На основании того, что разумная душа, хотя и связана с телом, является тем не менее нетелесной, Ибн Сина делает вывод о ее освобождении из тела после его смерти и соединении с мировой душой, или, как он иногда пишет, со Светом. В этом утверждении видно соприкосновение его взглядов с концепцией исмаилитов о Мировой душе, Мировом разуме и Свете как образе последнего. Но больший акцент, чем у аль-Фараби, на идеальной природе разума был важен для развития учения о деятельной его роли.

Огромный интерес к разуму, присущий не только светской, но и религиозной философии, в том числе даже мистической, разработанность концепции знания вообще и особенно знания рационального, учение о логике как основном орудии мысли в достижении истины, неколебимая вера в разум, его безграничные возможности, в его – и только его – способность постичь и решить все проблемы позволяют охарактеризовать эту философию в целом как рационалистическую.

Связь философии с практической деятельностью. Опыт как элемент знания

Устремленность к знанию через разум позволила средневековой арабо-исламской культуре через два века достичь расцвета мысли, которая составила эпоху в развитии общечеловеческой культуры. Достижения этой мысли во многом определялись тем, что философия была тесно связана с деятельностью философов как ученых – через них в ней стимулировалось рождение и закрепление наиболее передовых идей, а она, в свою очередь, была инициатором их поисков. Благодаря союзу с наукой философия вошла в сферу практики, выводя мысль из области чистого умозрения и выявляя ее связь с жизнью.

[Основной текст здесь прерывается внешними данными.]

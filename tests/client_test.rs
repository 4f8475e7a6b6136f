//! /predict クライアントの統合テスト
//!
//! ローカルの axum サーバーをエンドポイントの代わりに使う

use std::net::SocketAddr;
use std::sync::{Arc, Mutex};

use axum::extract::{Multipart, State};
use axum::http::{header, HeaderMap, StatusCode};
use axum::response::IntoResponse;
use axum::routing::post;
use axum::Router;
use batikscan::acquisition::{PathPicker, RoutedPicker, StaticPermissions};
use batikscan::client::{Classifier, PredictClient};
use batikscan::error::BatikScanError;
use batikscan::screen::{ScreenController, SubmitReport};
use batikscan_common::{ImageSource, Notice, StagedImage};
use tempfile::tempdir;

const SAMPLE: &str = r#"{"predicted_class":"Batik_Kawung","confidence":87.5,"probabilities":{"Batik_Kawung":87.5,"Batik_Parang":12.5}}"#;

#[derive(Debug, Clone, Default)]
struct Upload {
    content_type: String,
    field: String,
    file_name: String,
    part_type: String,
    bytes: Vec<u8>,
}

#[derive(Clone)]
struct MockServer {
    status: StatusCode,
    body: &'static str,
    uploads: Arc<Mutex<Vec<Upload>>>,
}

async fn predict(State(server): State<MockServer>, headers: HeaderMap, mut multipart: Multipart) -> impl IntoResponse {
    let content_type = headers
        .get(header::CONTENT_TYPE)
        .and_then(|v| v.to_str().ok())
        .unwrap_or_default()
        .to_string();

    while let Some(field) = multipart.next_field().await.unwrap() {
        let upload = Upload {
            content_type: content_type.clone(),
            field: field.name().unwrap_or_default().to_string(),
            file_name: field.file_name().unwrap_or_default().to_string(),
            part_type: field.content_type().unwrap_or_default().to_string(),
            bytes: field.bytes().await.unwrap().to_vec(),
        };
        server.uploads.lock().unwrap().push(upload);
    }

    (server.status, [(header::CONTENT_TYPE, "application/json")], server.body)
}

async fn spawn_server(status: StatusCode, body: &'static str) -> (SocketAddr, Arc<Mutex<Vec<Upload>>>) {
    let uploads = Arc::new(Mutex::new(Vec::new()));
    let state = MockServer {
        status,
        body,
        uploads: uploads.clone(),
    };
    let app = Router::new().route("/predict", post(predict)).with_state(state);

    let listener = tokio::net::TcpListener::bind("127.0.0.1:0").await.unwrap();
    let addr = listener.local_addr().unwrap();
    tokio::spawn(async move {
        axum::serve(listener, app).await.unwrap();
    });
    (addr, uploads)
}

fn staged_file(dir: &std::path::Path, name: &str, bytes: &[u8]) -> StagedImage {
    let path = dir.join(name);
    std::fs::write(&path, bytes).unwrap();
    StagedImage {
        uri: path.display().to_string(),
        extension: name.rsplit('.').next().unwrap().to_lowercase(),
    }
}

#[tokio::test]
async fn test_multipart_upload_and_parse() {
    let (addr, uploads) = spawn_server(StatusCode::OK, SAMPLE).await;
    let dir = tempdir().unwrap();
    // PNG でも image/jpeg として送る
    let image = staged_file(dir.path(), "motif.PNG", b"\x89PNG fake bytes");

    let client = PredictClient::new(format!("http://{}/predict", addr), None).unwrap();
    let result = client.classify(&image).await.unwrap();

    assert_eq!(result.predicted_class, "Batik_Kawung");
    assert_eq!(result.confidence, 87.5);

    let uploads = uploads.lock().unwrap();
    assert_eq!(uploads.len(), 1);
    let upload = &uploads[0];
    assert!(upload.content_type.starts_with("multipart/form-data"));
    assert_eq!(upload.field, "file");
    assert_eq!(upload.file_name, "image.jpg");
    assert_eq!(upload.part_type, "image/jpeg");
    assert_eq!(upload.bytes, b"\x89PNG fake bytes");
}

#[tokio::test]
async fn test_file_uri_is_read_from_local_path() {
    let (addr, uploads) = spawn_server(StatusCode::OK, SAMPLE).await;
    let dir = tempdir().unwrap();
    let mut image = staged_file(dir.path(), "kawung.jpg", b"jpeg");
    image.uri = format!("file://{}", image.uri);

    let client = PredictClient::new(format!("http://{}/predict", addr), None).unwrap();
    client.classify(&image).await.unwrap();
    assert_eq!(uploads.lock().unwrap()[0].bytes, b"jpeg");
}

#[tokio::test]
async fn test_non_2xx_is_error() {
    let (addr, _) = spawn_server(StatusCode::INTERNAL_SERVER_ERROR, r#"{"detail":"boom"}"#).await;
    let dir = tempdir().unwrap();
    let image = staged_file(dir.path(), "kawung.jpg", b"jpeg");

    let client = PredictClient::new(format!("http://{}/predict", addr), None).unwrap();
    let err = client.classify(&image).await.unwrap_err();
    assert!(matches!(err, BatikScanError::HttpStatus(500)));
}

#[tokio::test]
async fn test_schema_mismatch_is_error() {
    let (addr, _) = spawn_server(StatusCode::OK, r#"{"prediction":"Batik_Kawung"}"#).await;
    let dir = tempdir().unwrap();
    let image = staged_file(dir.path(), "kawung.jpg", b"jpeg");

    let client = PredictClient::new(format!("http://{}/predict", addr), None).unwrap();
    let err = client.classify(&image).await.unwrap_err();
    assert!(matches!(err, BatikScanError::InvalidResponse(_)));
}

#[tokio::test]
async fn test_missing_image_file_is_error() {
    let (addr, uploads) = spawn_server(StatusCode::OK, SAMPLE).await;
    let image = StagedImage {
        uri: "/nonexistent/batikscan-12345.jpg".to_string(),
        extension: "jpg".to_string(),
    };

    let client = PredictClient::new(format!("http://{}/predict", addr), None).unwrap();
    let err = client.classify(&image).await.unwrap_err();
    assert!(matches!(err, BatikScanError::Io(_)));
    assert!(uploads.lock().unwrap().is_empty());
}

#[tokio::test]
async fn test_connection_refused_is_error() {
    // 一度バインドしてすぐ閉じたポートに接続する
    let listener = std::net::TcpListener::bind("127.0.0.1:0").unwrap();
    let addr = listener.local_addr().unwrap();
    drop(listener);

    let dir = tempdir().unwrap();
    let image = staged_file(dir.path(), "kawung.jpg", b"jpeg");
    let client = PredictClient::new(format!("http://{}/predict", addr), None).unwrap();
    let err = client.classify(&image).await.unwrap_err();
    assert!(matches!(err, BatikScanError::Http(_)));
}

#[tokio::test]
async fn test_screen_end_to_end() {
    let (addr, _) = spawn_server(StatusCode::OK, SAMPLE).await;
    let dir = tempdir().unwrap();
    let path = dir.path().join("kawung.jpg");
    std::fs::write(&path, b"jpeg").unwrap();

    let picker = RoutedPicker::new(PathPicker::new(Some(path)), PathPicker::new(None));
    let client = PredictClient::new(format!("http://{}/predict", addr), None).unwrap();
    let mut screen = ScreenController::new(StaticPermissions::granted(), picker, client);

    screen.acquire(ImageSource::MediaLibrary).await;
    match screen.submit().await {
        SubmitReport::Completed(view) => {
            assert_eq!(view.headline, "Batik Kawung (87.50%)");
            assert_eq!(view.rows[1].label, "Batik Parang");
            assert_eq!(view.rows[1].percent, "12.50%");
        }
        other => panic!("unexpected report: {:?}", other),
    }
}

#[tokio::test]
async fn test_screen_server_error_notice() {
    let (addr, _) = spawn_server(StatusCode::BAD_GATEWAY, "bad gateway").await;
    let dir = tempdir().unwrap();
    let path = dir.path().join("kawung.jpeg");
    std::fs::write(&path, b"jpeg").unwrap();

    let picker = RoutedPicker::new(PathPicker::new(Some(path)), PathPicker::new(None));
    let client = PredictClient::new(format!("http://{}/predict", addr), None).unwrap();
    let mut screen = ScreenController::new(StaticPermissions::granted(), picker, client);

    screen.acquire(ImageSource::MediaLibrary).await;
    assert_eq!(screen.submit().await, SubmitReport::Notice(Notice::SubmissionFailed));
    assert!(!screen.state().is_busy());
    assert!(screen.result_view().is_none());
}
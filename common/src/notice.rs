//! ユーザー向け通知（ブロッキングダイアログ相当）

use std::fmt;

use serde::{Deserialize, Serialize};

#[derive(Debug, Clone, Copy, PartialEq, Eq, Serialize, Deserialize)]
#[serde(rename_all = "camelCase")]
pub enum Notice {
    PermissionDenied,
    UnsupportedFormat,
    SubmissionFailed,
}

impl Notice {
    pub fn title(&self) -> &'static str {
        match self {
            Notice::PermissionDenied => "Izin Ditolak",
            Notice::UnsupportedFormat => "Format Tidak Didukung",
            Notice::SubmissionFailed => "Error",
        }
    }

    pub fn message(&self) -> &'static str {
        match self {
            Notice::PermissionDenied => "Izin dibutuhkan untuk mengakses gambar!",
            Notice::UnsupportedFormat => "File harus JPG, JPEG, atau PNG.",
            Notice::SubmissionFailed => "Gagal mengirim gambar.",
        }
    }

    /// `{"error": {"title": .., "message": ..}}` 形式
    pub fn to_json(&self) -> serde_json::Value {
        serde_json::json!({
            "error": {
                "kind": self,
                "title": self.title(),
                "message": self.message(),
            }
        })
    }
}

impl fmt::Display for Notice {
    fn fmt(&self, f: &mut fmt::Formatter<'_>) -> fmt::Result {
        write!(f, "{}: {}", self.title(), self.message())
    }
}
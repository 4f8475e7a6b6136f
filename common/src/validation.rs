//! 拡張子による画像形式チェック

use crate::error::{Error, Result};
use crate::types::{PickedAsset, StagedImage};

pub const SUPPORTED_EXTENSIONS: &[&str] = &["jpg", "jpeg", "png"];

/// URI末尾の拡張子を小文字で取り出す
///
/// 最後の `.` 以降にパス区切りが含まれる場合は拡張子なしとみなす。
pub fn extract_extension(uri: &str) -> Option<String> {
    let (_, ext) = uri.rsplit_once('.')?;
    if ext.is_empty() || ext.contains('/') || ext.contains('\\') {
        return None;
    }
    Some(ext.to_lowercase())
}

pub fn is_supported_extension(ext: &str) -> bool {
    SUPPORTED_EXTENSIONS.contains(&ext.to_lowercase().as_str())
}

/// ピッカーの結果を検証して StagedImage に変換
pub fn validate_asset(asset: &PickedAsset) -> Result<StagedImage> {
    match extract_extension(&asset.uri) {
        Some(ext) if is_supported_extension(&ext) => Ok(StagedImage {
            uri: asset.uri.clone(),
            extension: ext,
        }),
        Some(ext) => Err(Error::UnsupportedFormat(ext)),
        None => Err(Error::UnsupportedFormat(asset.uri.clone())),
    }
}
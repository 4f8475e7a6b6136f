//! エラー型定義

use thiserror::Error;

/// 共通エラー型
#[derive(Error, Debug)]
pub enum Error {
    #[error("Invalid response: {0}")]
    InvalidResponse(String),

    #[error("Unsupported format: {0}")]
    UnsupportedFormat(String),
}

/// Result型エイリアス
pub type Result<T> = std::result::Result<T, Error>;
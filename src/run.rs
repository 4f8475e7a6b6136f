//! 1回で終わるサブコマンド (`classify` / `capture` / `config`)
//!
//! 出力先は引数で受け取る（main では stdout / stderr）

use std::io::Write;
use std::path::Path;
use std::process::ExitCode;

use batikscan_common::{ImageSource, Notice};

use crate::acquisition::{ImagePicker, PermissionGate};
use crate::client::Classifier;
use crate::config::Config;
use crate::error::{BatikScanError, Result};
use crate::screen::{AcquireOutcome, ScreenController, SubmitReport};
use crate::terminal;

/// 終了ステータス。Notice・キャンセルは Failure
#[derive(Debug, Clone, Copy, PartialEq, Eq)]
pub enum RunStatus {
    Success,
    Failure,
}

impl From<RunStatus> for ExitCode {
    fn from(status: RunStatus) -> Self {
        match status {
            RunStatus::Success => ExitCode::SUCCESS,
            RunStatus::Failure => ExitCode::FAILURE,
        }
    }
}

#[derive(Debug, Clone, Copy)]
pub struct RunOptions {
    pub source: ImageSource,
    pub json: bool,
    /// false なら取得した画像のパスだけ出力
    pub classify: bool,
    pub bar_cells: usize,
}

/// JSON モードは stdout に `{"error":{...}}`、それ以外は stderr
pub fn report_notice(notice: &Notice, json: bool, out: &mut impl Write, err: &mut impl Write) -> Result<RunStatus> {
    if json {
        writeln!(out, "{}", notice.to_json())?;
    } else {
        writeln!(err, "{}", terminal::render_notice(notice))?;
    }
    Ok(RunStatus::Failure)
}

/// 取得 → (classify が true なら) 送信 を1回だけ実行
pub async fn run_once<G, P, C>(
    controller: &mut ScreenController<G, P, C>,
    options: RunOptions,
    out: &mut impl Write,
    err: &mut impl Write,
) -> Result<RunStatus>
where
    G: PermissionGate,
    P: ImagePicker,
    C: Classifier,
{
    let json = options.json;
    let staged = match controller.acquire(options.source).await {
        AcquireOutcome::Staged(staged) => staged,
        AcquireOutcome::Cancelled => {
            if !json {
                writeln!(err, "Dibatalkan.")?;
            }
            return Ok(RunStatus::Failure);
        }
        AcquireOutcome::Notice(notice) => return report_notice(&notice, json, out, err),
    };

    if !options.classify {
        if json {
            writeln!(out, "{}", serde_json::to_string(&staged)?)?;
        } else {
            writeln!(out, "{}", staged.uri)?;
        }
        return Ok(RunStatus::Success);
    }

    if !json {
        writeln!(out, "{}", terminal::render_preview(&staged.uri))?;
    }

    match controller.submit().await {
        SubmitReport::Completed(view) => {
            if json {
                let result = controller.state().result().ok_or_else(|| {
                    BatikScanError::InvalidResponse("result missing after submission".into())
                })?;
                writeln!(out, "{}", serde_json::to_string(result)?)?;
            } else {
                write!(out, "{}", terminal::render_result(&view, options.bar_cells))?;
            }
            Ok(RunStatus::Success)
        }
        SubmitReport::Notice(notice) => report_notice(&notice, json, out, err),
        SubmitReport::Skipped | SubmitReport::Stale => Ok(RunStatus::Failure),
    }
}

#[derive(Debug, Clone, Default)]
pub struct ConfigEdit {
    pub set_endpoint: Option<String>,
    pub set_camera_command: Option<String>,
    pub show: bool,
}

/// 設定ファイルの値だけを編集する（--endpoint や環境変数は保存しない）
///
/// 壊れたファイルでも上書きできるように `load_for_edit` で読む
pub fn run_config(path: &Path, edit: ConfigEdit, out: &mut impl Write) -> Result<()> {
    let mut config = Config::load_for_edit(path)?;
    let mut changed = false;

    if let Some(endpoint) = edit.set_endpoint {
        config.set_endpoint(endpoint)?;
        changed = true;
        writeln!(out, "✔ エンドポイントを設定しました")?;
    }

    if let Some(command) = edit.set_camera_command {
        config.set_camera_command(command);
        changed = true;
        writeln!(out, "✔ カメラコマンドを設定しました")?;
    }

    if changed {
        config.save_to(path)?;
    }

    if edit.show {
        writeln!(out, "設定: {}", path.display())?;
        writeln!(out, "  エンドポイント: {}", config.endpoint)?;
        writeln!(
            out,
            "  タイムアウト: {}",
            config.timeout_seconds.map(|s| format!("{}秒", s)).unwrap_or_else(|| "なし".into())
        )?;
        writeln!(out, "  カメラコマンド: {}", config.camera_command.as_deref().unwrap_or("未設定"))?;
        writeln!(out, "  ギャラリー権限: {:?}", config.media_library_permission)?;
        writeln!(out, "  カメラ権限: {:?}", config.camera_permission)?;
    }
    Ok(())
}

И религиозное, и светское философское знание были направлены на поиски достоверной опоры. Но между ними была существенная разница. Религиозное знание ориентировалось на мир запредельный, поэтому познание мира земного играло в нем служебную роль подступа к миру иному. Знание же философско-научное устремлялось на постижение жизни земной, мира природного. Математик аль-Хорезми (780-930) писал о цели своего алгебраического трактата "Книга об исчислении алгебры и аль-мукабалы": "Я составил краткую книгу... заключающую в себе простые и сложные вопросы арифметики, ибо это необходимо людям при делении наследства, составлении завещаний, разделе имущества и в судебных делах, в торговле и всевозможных сделках, а также при измерении земель, проведении каналов, в геометрии и прочих разновидностях подобных дел" [62].

Об интересе к опытному знанию и организации практики наблюдений на мусульманском Востоке свидетельствует история его науки. Хотя положение ученого здесь не было достаточно обеспечено, все же некоторые интересующие правителей исследования финансировались ими. Существовали даже подобия исследовательских центров, имеющие сложное оборудование научные сообщества, такие как мегарская обсерватория Насириддина Туси (XIII) или обсерватория Улугбека близ Самарканда (XV). В X веке были созданы Дома науки. Арабские ученые выдвинулись во многих областях науки: в математике, астрономии, физике, оптике, химии, медицине и т.д. Это способствовало и развитию философии, разработке ею методологии научного познания, его механизма, элементов, в частности, места в нем опытного знания.